Saved data entries
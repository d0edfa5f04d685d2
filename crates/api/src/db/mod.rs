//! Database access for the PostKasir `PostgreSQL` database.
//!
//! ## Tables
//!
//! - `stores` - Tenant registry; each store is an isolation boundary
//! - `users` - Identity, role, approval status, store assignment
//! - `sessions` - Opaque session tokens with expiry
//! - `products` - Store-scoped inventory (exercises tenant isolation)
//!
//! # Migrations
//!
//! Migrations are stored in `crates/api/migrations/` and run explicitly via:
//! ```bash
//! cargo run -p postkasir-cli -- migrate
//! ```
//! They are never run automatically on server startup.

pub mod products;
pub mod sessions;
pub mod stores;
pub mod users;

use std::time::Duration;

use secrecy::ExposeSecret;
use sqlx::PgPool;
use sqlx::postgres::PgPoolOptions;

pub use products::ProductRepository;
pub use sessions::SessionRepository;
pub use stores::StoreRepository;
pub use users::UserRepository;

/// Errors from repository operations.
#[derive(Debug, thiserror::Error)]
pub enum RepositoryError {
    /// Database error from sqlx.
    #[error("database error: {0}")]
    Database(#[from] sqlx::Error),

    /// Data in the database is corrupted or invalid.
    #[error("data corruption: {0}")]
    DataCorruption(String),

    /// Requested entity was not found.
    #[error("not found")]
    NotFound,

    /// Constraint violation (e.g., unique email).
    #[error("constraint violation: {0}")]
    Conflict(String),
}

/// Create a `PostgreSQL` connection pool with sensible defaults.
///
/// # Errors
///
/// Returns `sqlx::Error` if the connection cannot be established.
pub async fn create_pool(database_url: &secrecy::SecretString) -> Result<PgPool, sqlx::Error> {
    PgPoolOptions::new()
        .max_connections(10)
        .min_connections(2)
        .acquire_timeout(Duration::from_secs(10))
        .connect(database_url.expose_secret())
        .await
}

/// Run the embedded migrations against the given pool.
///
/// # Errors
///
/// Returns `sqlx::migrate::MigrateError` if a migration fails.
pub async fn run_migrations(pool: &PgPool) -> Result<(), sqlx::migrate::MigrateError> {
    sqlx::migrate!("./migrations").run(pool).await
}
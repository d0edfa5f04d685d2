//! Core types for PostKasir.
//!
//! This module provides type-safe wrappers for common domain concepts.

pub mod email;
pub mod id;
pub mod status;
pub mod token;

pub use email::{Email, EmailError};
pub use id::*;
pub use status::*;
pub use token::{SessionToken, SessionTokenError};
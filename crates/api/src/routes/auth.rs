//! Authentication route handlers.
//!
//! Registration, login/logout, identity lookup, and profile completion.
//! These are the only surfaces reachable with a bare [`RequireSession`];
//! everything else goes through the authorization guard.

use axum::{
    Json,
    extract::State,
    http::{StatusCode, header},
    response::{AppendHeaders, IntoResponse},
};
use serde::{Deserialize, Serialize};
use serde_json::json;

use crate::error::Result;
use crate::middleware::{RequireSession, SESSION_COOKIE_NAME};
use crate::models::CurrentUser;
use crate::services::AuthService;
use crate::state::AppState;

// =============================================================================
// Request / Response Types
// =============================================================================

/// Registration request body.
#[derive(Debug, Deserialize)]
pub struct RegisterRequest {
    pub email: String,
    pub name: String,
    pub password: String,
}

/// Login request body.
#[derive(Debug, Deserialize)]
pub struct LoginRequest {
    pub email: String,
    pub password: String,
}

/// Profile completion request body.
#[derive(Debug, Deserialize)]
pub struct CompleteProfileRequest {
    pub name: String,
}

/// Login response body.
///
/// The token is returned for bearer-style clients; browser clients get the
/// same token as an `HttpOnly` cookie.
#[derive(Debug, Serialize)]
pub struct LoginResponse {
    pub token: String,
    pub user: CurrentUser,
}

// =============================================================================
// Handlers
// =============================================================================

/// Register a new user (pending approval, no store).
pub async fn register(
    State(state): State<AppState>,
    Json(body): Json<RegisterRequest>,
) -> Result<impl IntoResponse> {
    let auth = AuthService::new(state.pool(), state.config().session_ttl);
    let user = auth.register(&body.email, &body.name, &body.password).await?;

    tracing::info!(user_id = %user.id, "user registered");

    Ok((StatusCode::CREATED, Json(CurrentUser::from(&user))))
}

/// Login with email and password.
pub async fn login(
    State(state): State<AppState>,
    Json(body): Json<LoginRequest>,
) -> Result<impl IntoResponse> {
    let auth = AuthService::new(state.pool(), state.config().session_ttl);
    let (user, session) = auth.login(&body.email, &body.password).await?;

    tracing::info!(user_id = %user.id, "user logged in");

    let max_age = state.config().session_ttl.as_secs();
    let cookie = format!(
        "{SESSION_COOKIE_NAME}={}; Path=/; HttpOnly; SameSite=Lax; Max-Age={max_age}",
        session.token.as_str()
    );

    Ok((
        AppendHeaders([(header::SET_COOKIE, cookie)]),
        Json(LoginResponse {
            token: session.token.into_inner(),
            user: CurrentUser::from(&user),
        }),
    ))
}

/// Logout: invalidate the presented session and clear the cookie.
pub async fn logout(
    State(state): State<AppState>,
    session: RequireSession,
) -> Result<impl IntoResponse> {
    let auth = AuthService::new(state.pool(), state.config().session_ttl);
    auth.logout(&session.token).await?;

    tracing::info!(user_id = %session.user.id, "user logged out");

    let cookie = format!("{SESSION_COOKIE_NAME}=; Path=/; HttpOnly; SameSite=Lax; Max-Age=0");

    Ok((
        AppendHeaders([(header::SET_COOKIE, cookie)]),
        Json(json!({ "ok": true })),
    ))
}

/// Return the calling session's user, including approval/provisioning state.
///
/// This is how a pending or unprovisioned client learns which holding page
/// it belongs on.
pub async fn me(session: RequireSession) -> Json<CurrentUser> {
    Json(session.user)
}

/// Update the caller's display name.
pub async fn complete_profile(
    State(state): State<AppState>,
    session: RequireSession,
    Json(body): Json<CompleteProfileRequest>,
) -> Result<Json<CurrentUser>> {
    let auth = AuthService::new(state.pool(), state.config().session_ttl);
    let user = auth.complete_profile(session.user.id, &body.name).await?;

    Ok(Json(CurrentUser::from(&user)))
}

-- Task to carry out --
The result should be every line that contains "users", copied from the entries.

-- Completed exercise --
//! - `users` - Identity, role, approval status, store assignment
pub mod users;
pub use users::UserRepository;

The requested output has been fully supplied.